• **Records excerpted from a collection**

- - - -

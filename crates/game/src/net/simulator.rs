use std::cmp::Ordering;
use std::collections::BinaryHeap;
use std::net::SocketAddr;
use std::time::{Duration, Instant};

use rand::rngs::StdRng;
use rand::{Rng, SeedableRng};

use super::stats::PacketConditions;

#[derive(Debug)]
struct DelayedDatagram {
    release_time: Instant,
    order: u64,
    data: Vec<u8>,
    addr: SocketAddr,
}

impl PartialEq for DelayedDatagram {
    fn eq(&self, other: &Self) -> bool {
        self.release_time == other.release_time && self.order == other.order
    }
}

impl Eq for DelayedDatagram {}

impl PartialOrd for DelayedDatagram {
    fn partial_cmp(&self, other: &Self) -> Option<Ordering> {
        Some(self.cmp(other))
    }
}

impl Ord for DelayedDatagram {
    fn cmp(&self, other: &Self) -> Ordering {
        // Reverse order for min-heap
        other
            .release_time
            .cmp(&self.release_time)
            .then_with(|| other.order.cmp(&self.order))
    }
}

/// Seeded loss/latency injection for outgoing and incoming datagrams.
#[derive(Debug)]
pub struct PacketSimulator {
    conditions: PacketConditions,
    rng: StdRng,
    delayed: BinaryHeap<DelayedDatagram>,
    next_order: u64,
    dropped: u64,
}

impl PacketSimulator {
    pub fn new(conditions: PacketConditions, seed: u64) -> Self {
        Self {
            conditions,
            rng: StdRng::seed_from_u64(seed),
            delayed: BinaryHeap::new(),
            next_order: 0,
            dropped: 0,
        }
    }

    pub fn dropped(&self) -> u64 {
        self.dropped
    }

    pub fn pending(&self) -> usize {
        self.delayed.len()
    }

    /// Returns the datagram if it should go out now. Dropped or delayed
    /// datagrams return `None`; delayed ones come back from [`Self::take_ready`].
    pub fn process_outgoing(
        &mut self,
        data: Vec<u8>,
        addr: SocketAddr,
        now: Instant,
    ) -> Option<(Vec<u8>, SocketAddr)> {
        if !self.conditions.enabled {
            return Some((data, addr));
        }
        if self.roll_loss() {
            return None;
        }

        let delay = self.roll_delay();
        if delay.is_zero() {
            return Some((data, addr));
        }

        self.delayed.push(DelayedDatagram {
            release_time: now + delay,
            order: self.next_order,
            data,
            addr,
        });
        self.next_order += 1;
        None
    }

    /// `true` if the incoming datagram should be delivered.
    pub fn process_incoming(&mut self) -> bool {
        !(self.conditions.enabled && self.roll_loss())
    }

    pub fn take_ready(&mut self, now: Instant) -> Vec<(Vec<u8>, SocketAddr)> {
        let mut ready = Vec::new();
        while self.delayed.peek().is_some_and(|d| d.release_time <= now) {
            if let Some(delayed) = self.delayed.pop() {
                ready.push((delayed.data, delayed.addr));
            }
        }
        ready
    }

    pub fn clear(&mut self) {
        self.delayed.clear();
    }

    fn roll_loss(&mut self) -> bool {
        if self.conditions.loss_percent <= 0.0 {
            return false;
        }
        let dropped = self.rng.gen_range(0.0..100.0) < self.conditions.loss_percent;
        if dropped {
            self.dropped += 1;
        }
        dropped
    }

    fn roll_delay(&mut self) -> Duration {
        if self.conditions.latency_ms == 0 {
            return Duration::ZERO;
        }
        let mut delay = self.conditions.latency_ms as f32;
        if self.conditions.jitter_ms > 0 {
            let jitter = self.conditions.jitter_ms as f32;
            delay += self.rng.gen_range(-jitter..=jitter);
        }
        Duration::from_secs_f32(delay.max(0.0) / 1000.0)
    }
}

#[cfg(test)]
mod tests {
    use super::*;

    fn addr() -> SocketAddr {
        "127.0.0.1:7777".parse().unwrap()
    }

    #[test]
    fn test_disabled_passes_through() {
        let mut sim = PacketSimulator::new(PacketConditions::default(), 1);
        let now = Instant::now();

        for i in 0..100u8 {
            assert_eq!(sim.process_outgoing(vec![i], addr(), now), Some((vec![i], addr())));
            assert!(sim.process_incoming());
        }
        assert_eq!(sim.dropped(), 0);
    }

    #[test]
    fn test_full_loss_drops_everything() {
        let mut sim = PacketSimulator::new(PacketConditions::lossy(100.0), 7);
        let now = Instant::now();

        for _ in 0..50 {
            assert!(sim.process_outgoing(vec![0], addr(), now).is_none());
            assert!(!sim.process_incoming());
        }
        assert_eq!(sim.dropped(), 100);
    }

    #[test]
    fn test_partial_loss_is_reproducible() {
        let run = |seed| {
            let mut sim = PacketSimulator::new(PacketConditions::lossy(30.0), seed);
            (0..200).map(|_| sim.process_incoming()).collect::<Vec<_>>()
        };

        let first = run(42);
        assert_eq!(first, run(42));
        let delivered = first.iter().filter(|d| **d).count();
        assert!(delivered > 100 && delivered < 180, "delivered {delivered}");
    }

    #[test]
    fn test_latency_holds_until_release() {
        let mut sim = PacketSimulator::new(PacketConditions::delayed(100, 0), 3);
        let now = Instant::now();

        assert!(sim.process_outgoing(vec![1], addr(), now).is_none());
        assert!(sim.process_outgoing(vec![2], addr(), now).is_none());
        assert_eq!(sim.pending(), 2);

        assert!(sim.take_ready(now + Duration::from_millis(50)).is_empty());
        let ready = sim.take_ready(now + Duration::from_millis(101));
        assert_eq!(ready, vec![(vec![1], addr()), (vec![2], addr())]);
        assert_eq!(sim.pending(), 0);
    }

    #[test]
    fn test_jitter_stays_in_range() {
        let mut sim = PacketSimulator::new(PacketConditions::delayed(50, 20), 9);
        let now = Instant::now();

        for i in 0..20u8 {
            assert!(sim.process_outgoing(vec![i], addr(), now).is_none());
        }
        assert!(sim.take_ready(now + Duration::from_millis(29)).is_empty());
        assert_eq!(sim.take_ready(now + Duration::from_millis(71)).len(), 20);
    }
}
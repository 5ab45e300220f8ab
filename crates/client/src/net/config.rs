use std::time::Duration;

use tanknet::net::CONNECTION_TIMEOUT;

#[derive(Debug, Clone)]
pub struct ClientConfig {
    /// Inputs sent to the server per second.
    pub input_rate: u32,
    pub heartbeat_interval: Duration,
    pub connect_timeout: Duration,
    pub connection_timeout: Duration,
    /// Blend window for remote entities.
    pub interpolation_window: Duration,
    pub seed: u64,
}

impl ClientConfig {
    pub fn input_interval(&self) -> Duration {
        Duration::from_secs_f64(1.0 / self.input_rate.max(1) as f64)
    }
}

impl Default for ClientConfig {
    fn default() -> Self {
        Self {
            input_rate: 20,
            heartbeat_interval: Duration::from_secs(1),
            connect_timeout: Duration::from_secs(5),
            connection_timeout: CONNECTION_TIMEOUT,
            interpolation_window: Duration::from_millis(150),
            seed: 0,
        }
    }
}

- - - -

• **Your instructions**
Each line in the data that holds the word "should" must be copied.

• **Solution for this task**
    /// Returns the datagram if it should go out now. Dropped or delayed
    /// `true` if the incoming datagram should be delivered.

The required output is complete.